By the way, if you go to his site be prepared for a pop-up prompt asking you for five dollars. Five bucks is an interesting figure, since CBC costs Canadians roughly thirty dollars each per year. That’s among the lowest costs-per-capita for public broadcasting in the world.
O’Toole’s plan amounts to a ruse. The enemy he sees is CBC TV and CBC News. He acknowledges that CBC Radio is popular and that, in Quebec, CBC/Radio-Canada is a vital service. The ruse is to eliminate the annoyance that is CBC English TV and keep the good bits of CBC. It is bogus policy. CBC TV’s mandate needs to be reassessed and its performance vigorously scrutinized. Declaring “Defund CBC” before that scrutiny is done amounts to empty sloganeering.
Reading O’Toole’s plan to keep part of CBC/Radio-Canada and throw away the annoying parts, this column was reminded of the famous “What have the Romans ever done for us” bit in Monty Python’s Life of Brian.
Agitator Reg wants rid of the Romans and asks that broad question. The upshot is, “All right, but apart from better sanitation and medicine and education and irrigation and public health and roads and a freshwater system and baths and public order, what have the Romans done for us?” One can imagine O’Toole’s team trying to placate supporters who loathe CBC by instinct, and want it defunded and dead. A voice chimes in, “But CBC Radio is popular. Can’t kill that.” Another voice asserts, “We’d lose Quebec if we killed Radio-Canada.” Finally, O’Toole is all, “Okay, okay, we’ll just kill off CBC English TV!”
This country needs a national public broadcaster in the television arena. It’s not about choice, it’s about cultural safeguarding. We sit next to the culture behemoth of the USA and Canadian TV storytelling would wither and die without a public TV broadcaster.
Besides, it’s about jobs, dollars and common sense. The impact of arts and culture spending in the economy is vastly underrated by Conservative politicians. According to Statistics Canada, in Ontario alone in 2019, arts and culture represented $25-billion, or 3.3 per cent of the GDP, and 286,232 jobs. Those are jobs allowing people to spend, save and pay taxes. It costs money to make Canadian drama and comedy for CBC TV, and in pure economic terms, it’s money well spent.
In this Defund CBC debate it’s always illustrative to look at what Canadian commercial TV is offering. On Monday August 31 in prime time, CBC TV is airing repeats of Murdoch Mysteries and Frankie Drake Mysteries. Two middling-good dramas but both Canadian-created and -made, and sold to broadcasters around the world. CTV simply simulcasts two American reality series, American Ninja Warrior and Love Island. City TV channels offer a mind-numbing two hours of The Bachelor: The Greatest Seasons – Ever. Global has two U.S. network sitcoms and a repeat of the Canadian-made Private Eyes. In terms of sensible investment in Canadian creativity and job creation, CBC TV wins the night.

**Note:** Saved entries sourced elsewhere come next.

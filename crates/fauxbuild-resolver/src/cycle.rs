//! Self-loop and cycle resolution.
//!
//! Cargo dev-dependencies let a workspace package be depended upon by one of
//! its own dependencies, which shows up in `Cargo.lock` as a cycle. Such a
//! cycle is tolerated when it passes through a target: the target's edges
//! into the rest of the cycle are deleted. Any cycle that touches no target
//! is a genuine metadata error.

use std::collections::HashSet;

use petgraph::algo::kosaraju_scc;
use tracing::warn;

use crate::error::GraphError;
use crate::graph::{PackageGraph, PackageId};

/// Edits made while resolving a graph.
#[derive(Debug, Clone, Default, PartialEq, Eq)]
pub struct ResolutionReport {
    /// Targets whose self-dependency was dropped.
    pub dropped_self_loops: Vec<PackageId>,
    /// Deleted `(target, dependency)` edges.
    pub broken_edges: Vec<(PackageId, PackageId)>,
    /// Deleted edges whose dependency the target no longer reaches at all.
    pub unreachable: Vec<(PackageId, PackageId)>,
}

impl ResolutionReport {
    pub fn is_clean(&self) -> bool {
        self.dropped_self_loops.is_empty() && self.broken_edges.is_empty()
    }
}

/// Make `graph` acyclic or explain why it cannot be.
pub fn resolve(graph: &mut PackageGraph) -> Result<ResolutionReport, GraphError> {
    let mut report = ResolutionReport::default();

    drop_self_loops(graph, &mut report)?;

    loop {
        let components = strongly_connected(graph);
        if components.is_empty() {
            break;
        }
        for component in components {
            break_component(graph, &component, &mut report)?;
        }
    }

    for &(target, dependency) in &report.broken_edges {
        if !graph.reaches(target, dependency) {
            warn!(
                target = %graph.package(target),
                dependency = %graph.package(dependency),
                "target no longer reaches a declared dependency after cycle breaking"
            );
            report.unreachable.push((target, dependency));
        }
    }

    Ok(report)
}

fn drop_self_loops(
    graph: &mut PackageGraph,
    report: &mut ResolutionReport,
) -> Result<(), GraphError> {
    let looped: Vec<PackageId> = graph
        .packages()
        .filter(|(id, p)| p.dependencies().contains(id))
        .map(|(id, _)| id)
        .collect();

    for id in looped {
        if !graph.is_target(id) {
            return Err(GraphError::SelfDependency {
                package: graph.package(id).to_string(),
            });
        }
        graph.remove_edge(id, id);
        warn!(package = %graph.package(id), "dropped self-dependency of target");
        report.dropped_self_loops.push(id);
    }
    Ok(())
}

fn break_component(
    graph: &mut PackageGraph,
    component: &[PackageId],
    report: &mut ResolutionReport,
) -> Result<(), GraphError> {
    let (targets, rest): (Vec<PackageId>, Vec<PackageId>) =
        component.iter().partition(|&&id| graph.is_target(id));

    let cycle_error = |graph: &PackageGraph| {
        let mut members = graph.labels(component);
        members.sort();
        GraphError::Cycle { members }
    };

    if targets.is_empty() {
        return Err(cycle_error(graph));
    }

    let rest: HashSet<PackageId> = rest.into_iter().collect();
    let mut removed = 0;
    for target in targets {
        let doomed: Vec<PackageId> = graph
            .package(target)
            .dependencies()
            .iter()
            .copied()
            .filter(|dep| rest.contains(dep))
            .collect();
        for dep in doomed {
            graph.remove_edge(target, dep);
            warn!(
                target = %graph.package(target),
                dependency = %graph.package(dep),
                "breaking dependency cycle by dropping edge"
            );
            report.broken_edges.push((target, dep));
            removed += 1;
        }
    }

    // A cycle made only of targets has nothing to cut.
    if removed == 0 {
        return Err(cycle_error(graph));
    }
    Ok(())
}

/// Strongly connected components with more than one member (Kosaraju).
pub fn strongly_connected(graph: &PackageGraph) -> Vec<Vec<PackageId>> {
    let digraph = graph.to_digraph();
    kosaraju_scc(&digraph)
        .into_iter()
        .filter(|component| component.len() > 1)
        .map(|component| component.into_iter().map(|node| digraph[node]).collect())
        .collect()
}
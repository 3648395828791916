use fauxbuild_core::workspace::{TargetDecl, Workspace};
use std::fs;
use tempfile::TempDir;

const LOCK: &str = r#"
version = 3

[[package]]
name = "app"
version = "0.1.0"
dependencies = ["shared"]

[[package]]
name = "shared"
version = "0.2.0"
"#;

#[test]
fn single_package_is_its_own_target() {
    let tmp = TempDir::new().unwrap();
    fs::write(tmp.path().join("Cargo.lock"), LOCK).unwrap();
    fs::write(
        tmp.path().join("Cargo.toml"),
        "[package]\nname = \"app\"\nversion = \"0.1.0\"\n",
    )
    .unwrap();

    let ws = Workspace::load(tmp.path()).unwrap();
    assert_eq!(ws.lockfile.package.len(), 2);
    assert_eq!(
        ws.targets,
        vec![TargetDecl {
            name: "app".into(),
            version: "0.1.0".into(),
            path: tmp.path().display().to_string(),
        }]
    );
    assert!(!ws.is_virtual());
}

#[test]
fn workspace_members_become_targets() {
    let tmp = TempDir::new().unwrap();
    fs::write(tmp.path().join("Cargo.lock"), LOCK).unwrap();
    fs::write(
        tmp.path().join("Cargo.toml"),
        "[workspace]\nmembers = [\"app\", \"shared\"]\n\n[workspace.package]\nversion = \"0.2.0\"\n",
    )
    .unwrap();
    fs::create_dir_all(tmp.path().join("app")).unwrap();
    fs::create_dir_all(tmp.path().join("shared")).unwrap();
    fs::write(
        tmp.path().join("app/Cargo.toml"),
        "[package]\nname = \"app\"\nversion = \"0.1.0\"\n",
    )
    .unwrap();
    fs::write(
        tmp.path().join("shared/Cargo.toml"),
        "[package]\nname = \"shared\"\nversion.workspace = true\n",
    )
    .unwrap();

    let ws = Workspace::load(tmp.path()).unwrap();
    assert!(ws.is_virtual());
    assert_eq!(ws.targets.len(), 2);
    assert_eq!(ws.targets[0].name, "app");
    assert_eq!(ws.targets[1].name, "shared");
    assert_eq!(ws.targets[1].version, "0.2.0");
    assert!(ws.targets[1].path.ends_with("shared"));
}

#[test]
fn member_without_package_is_rejected() {
    let tmp = TempDir::new().unwrap();
    fs::write(tmp.path().join("Cargo.lock"), LOCK).unwrap();
    fs::write(
        tmp.path().join("Cargo.toml"),
        "[workspace]\nmembers = [\"nested\"]\n",
    )
    .unwrap();
    fs::create_dir_all(tmp.path().join("nested")).unwrap();
    fs::write(
        tmp.path().join("nested/Cargo.toml"),
        "[workspace]\nmembers = []\n",
    )
    .unwrap();

    let err = Workspace::load(tmp.path()).unwrap_err();
    assert!(err.to_string().contains("without a [package]"), "got: {err}");
}

#[test]
fn missing_lockfile_is_rejected() {
    let tmp = TempDir::new().unwrap();
    fs::write(
        tmp.path().join("Cargo.toml"),
        "[package]\nname = \"app\"\nversion = \"0.1.0\"\n",
    )
    .unwrap();
    assert!(Workspace::load(tmp.path()).is_err());
}
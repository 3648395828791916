use miette::Diagnostic;
use thiserror::Error;

/// Reasons a package list cannot become a buildable graph.
///
/// All of these are metadata errors: the build never starts.
#[derive(Debug, Error, Diagnostic, PartialEq, Eq)]
pub enum GraphError {
    #[error("malformed metadata: package `{package}` is listed more than once")]
    DuplicatePackage { package: String },

    #[error("malformed metadata: `{package}` depends on `{reference}`, which is not in the package list")]
    UnresolvedReference { package: String, reference: String },

    #[error("malformed metadata: `{package}` depends on `{name} {version}`, but that version of `{name}` is not locked")]
    UnknownVersion {
        package: String,
        name: String,
        version: String,
    },

    #[error(
        "malformed metadata: `{package}` depends on `{name}` without a version, but several are locked: {}",
        .candidates.join(", ")
    )]
    #[diagnostic(help("Lockfiles name a version whenever more than one is present; regenerate Cargo.lock"))]
    AmbiguousReference {
        package: String,
        name: String,
        candidates: Vec<String>,
    },

    #[error("malformed metadata: `{package}` lists dependency `{dependency}` twice")]
    DuplicateDependency { package: String, dependency: String },

    #[error("malformed metadata: target `{target}` {reason}")]
    UnknownTarget { target: String, reason: String },

    #[error("malformed metadata: `{package}` depends on itself")]
    #[diagnostic(help("Only workspace packages may carry a self-dependency (e.g. through dev-dependencies)"))]
    SelfDependency { package: String },

    #[error("malformed metadata: dependency cycle among {}", .members.join(", "))]
    #[diagnostic(help(
        "A cycle can only be broken when it passes through a workspace package; \
         none of these packages is one"
    ))]
    Cycle { members: Vec<String> },
}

As long-suffering readers will know, this column takes a dim view of CBC TV’s current situation. It is poorly run by mediocrities and the pandemic has illuminated CBC weaknesses, just as it has thrown light on many institutions that failed the test that the pandemic emergency presents. CBC TV failed to execute its role as a public service during an emergency; it has not been a vehicle for the public good, as envisioned in its mandate.
Now is the time to fix all that, not cancel CBC TV, as Erin O’Toole envisions. “None of this will be easy,” his plan states. Well, fixing CBC TV will be even harder but it must be done.
The entire plan is, of course, a sop to Conservative CBC-haters. They are noisy and go about the world – well, Twitter – convinced that Rosemary Barton is in love with Justin Trudeau and that, as a result, all CBC TV News is biased. Recently, outgoing leader Andrew Scheer made a point of attacking CBC TV news while being interviewed by the outlet, failing to see the irony of complaining about unfair coverage while being covered. He was barking up the wrong tree, as usual, and O’Toole’s Defund CBC plan is just as bogus.